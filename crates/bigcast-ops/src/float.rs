//! Float operations over coercible operands.
//!
//! Binary operations round to the larger operand precision. Unary
//! operations keep the precision of their operand. Infinite operands are
//! accepted by the sign, comparison and precision operations; arithmetic
//! and the transcendental functions report them as [`Error::NotFinite`].

use std::borrow::Cow;
use std::cmp::Ordering;

use bigcast_coerce::{float_operand, NumSource};
use bigcast_core::precision::MAX_PRECISION;
use bigcast_core::{Error, Float, Result};
use num_traits::Zero;

/// Returns `x + y`.
///
/// # Errors
///
/// Returns [`Error::NotFinite`] if an operand is infinite, or any coercion
/// error of the operands.
pub fn add_float<'a>(x: impl Into<NumSource<'a>>, y: impl Into<NumSource<'a>>) -> Result<Float> {
    let (x, y) = (finite_operand(x)?, finite_operand(y)?);
    Ok(&*x + &*y)
}

/// Returns `x - y`.
///
/// # Errors
///
/// Returns [`Error::NotFinite`] if an operand is infinite, or any coercion
/// error of the operands.
pub fn sub_float<'a>(x: impl Into<NumSource<'a>>, y: impl Into<NumSource<'a>>) -> Result<Float> {
    let (x, y) = (finite_operand(x)?, finite_operand(y)?);
    Ok(&*x - &*y)
}

/// Returns `x * y`.
///
/// # Errors
///
/// Returns [`Error::NotFinite`] if an operand is infinite, or any coercion
/// error of the operands.
pub fn mul_float<'a>(x: impl Into<NumSource<'a>>, y: impl Into<NumSource<'a>>) -> Result<Float> {
    let (x, y) = (finite_operand(x)?, finite_operand(y)?);
    Ok(&*x * &*y)
}

/// Returns `x / y`.
///
/// # Errors
///
/// - [`Error::DivisionByZero`] if `y` is zero
/// - [`Error::NotFinite`] if an operand is infinite
pub fn quo_float<'a>(x: impl Into<NumSource<'a>>, y: impl Into<NumSource<'a>>) -> Result<Float> {
    let (x, y) = (finite_operand(x)?, finite_operand(y)?);
    if y.is_zero() {
        return Err(Error::DivisionByZero);
    }
    Ok(&*x / &*y)
}

/// Returns `|x|`.
///
/// # Errors
///
/// Returns any coercion error of the operand.
pub fn abs_float<'a>(x: impl Into<NumSource<'a>>) -> Result<Float> {
    Ok(float_operand(x)?.abs())
}

/// Returns `-x`.
///
/// # Errors
///
/// Returns any coercion error of the operand.
pub fn neg_float<'a>(x: impl Into<NumSource<'a>>) -> Result<Float> {
    Ok(-&*float_operand(x)?)
}

/// Compares `x` and `y` by value, ignoring precision.
///
/// # Errors
///
/// Returns any coercion error of the operands.
pub fn cmp_float<'a>(x: impl Into<NumSource<'a>>, y: impl Into<NumSource<'a>>) -> Result<Ordering> {
    let (x, y) = (float_operand(x)?, float_operand(y)?);
    Ok(x.cmp(&y))
}

/// Returns `√x`.
///
/// # Errors
///
/// Returns [`Error::NotFinite`] if `x` is infinite, or any coercion error of
/// the operand.
///
/// # Panics
///
/// Panics if `x` is negative.
pub fn sqrt_float<'a>(x: impl Into<NumSource<'a>>) -> Result<Float> {
    Ok(finite_operand(x)?.sqrt())
}

/// Returns `x` rounded (or widened) to `precision` bits.
///
/// # Errors
///
/// Returns any coercion error of the operand.
///
/// # Panics
///
/// Panics if `precision` is zero or not below
/// [`MAX_PRECISION`](bigcast_core::precision::MAX_PRECISION).
pub fn set_prec_float<'a>(x: impl Into<NumSource<'a>>, precision: usize) -> Result<Float> {
    assert!(
        precision > 0 && precision < MAX_PRECISION,
        "precision {precision} out of range"
    );
    Ok(float_operand(x)?.into_owned().with_precision(precision))
}

/// Returns `mant · 2^exp` at the precision of `mant`.
///
/// # Errors
///
/// Returns any coercion error of the operand.
pub fn set_mant_exp_float<'a>(mant: impl Into<NumSource<'a>>, exp: isize) -> Result<Float> {
    Ok(float_operand(mant)?.mul_pow2(exp))
}

/// Returns `x^y` at the precision of `x`.
///
/// # Errors
///
/// Returns [`Error::NotFinite`] if an operand is infinite, or any coercion
/// error of the operands.
///
/// # Panics
///
/// Panics if `x` is negative.
pub fn pow_float<'a>(x: impl Into<NumSource<'a>>, y: impl Into<NumSource<'a>>) -> Result<Float> {
    let (x, y) = (finite_operand(x)?, finite_operand(y)?);
    Ok(x.powf(&y))
}

/// Returns the natural logarithm of `x`. The logarithm of zero is
/// negative infinity.
///
/// # Errors
///
/// Returns [`Error::NotFinite`] if `x` is infinite, or any coercion error of
/// the operand.
///
/// # Panics
///
/// Panics if `x` is negative.
pub fn log_float<'a>(x: impl Into<NumSource<'a>>) -> Result<Float> {
    Ok(finite_operand(x)?.ln())
}

/// Returns `e^x`.
///
/// # Errors
///
/// Returns [`Error::NotFinite`] if `x` is infinite, or any coercion error of
/// the operand.
pub fn exp_float<'a>(x: impl Into<NumSource<'a>>) -> Result<Float> {
    Ok(finite_operand(x)?.exp())
}

/// Returns the logarithm of `a` in base `b`, as `ln a / ln b`.
///
/// # Errors
///
/// - [`Error::DivisionByZero`] if `b` is one
/// - [`Error::NotFinite`] if either operand is zero or infinite
///
/// # Panics
///
/// Panics if either operand is negative.
pub fn log_base_float<'a>(
    a: impl Into<NumSource<'a>>,
    b: impl Into<NumSource<'a>>,
) -> Result<Float> {
    quo_float(&log_float(a)?, &log_float(b)?)
}

/// Returns `x * y + z` with a single rounding.
///
/// The product and sum are computed exactly and rounded once to the
/// largest operand precision.
///
/// # Errors
///
/// Returns [`Error::NotFinite`] if any operand is infinite.
pub fn fma_float<'a>(
    x: impl Into<NumSource<'a>>,
    y: impl Into<NumSource<'a>>,
    z: impl Into<NumSource<'a>>,
) -> Result<Float> {
    let (x, y, z) = (finite_operand(x)?, finite_operand(y)?, finite_operand(z)?);
    let precision = x.precision().max(y.precision()).max(z.precision());
    let exact = &x.to_rational()? * &y.to_rational()? + &z.to_rational()?;
    Ok(Float::from_rational(&exact, precision))
}

fn finite_operand<'a>(x: impl Into<NumSource<'a>>) -> Result<Cow<'a, Float>> {
    let x = float_operand(x)?;
    if x.is_infinite() {
        return Err(Error::NotFinite);
    }
    Ok(x)
}
//! The golden ratio.

use bigcast_core::precision::MAX_PRECISION;
use bigcast_core::{Float, Integer};
use num_traits::One;

use crate::check_precision;

/// Bits carried past the requested precision before the final rounding.
const GUARD_BITS: usize = 4;

/// Returns `(1 + √5) / 2` rounded to `precision` bits.
///
/// # Panics
///
/// Panics if `precision` is zero or not below
/// [`MAX_PRECISION`](bigcast_core::precision::MAX_PRECISION).
#[must_use]
#[tracing::instrument(level = "debug")]
pub fn phi(precision: usize) -> Float {
    check_precision(precision);
    let working = (precision + GUARD_BITS).min(MAX_PRECISION);
    tracing::debug!(working, "computing golden ratio");

    let root = Float::from_integer(&Integer::new(5), working).sqrt();
    let one = Float::one().with_precision(working);
    (&one + &root).mul_pow2(-1).with_precision(precision)
}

- Exercise instructions -
Copy each line of the material where "golden" is found.

- The completed task -
//! The golden ratio.
    tracing::debug!(working, "computing golden ratio");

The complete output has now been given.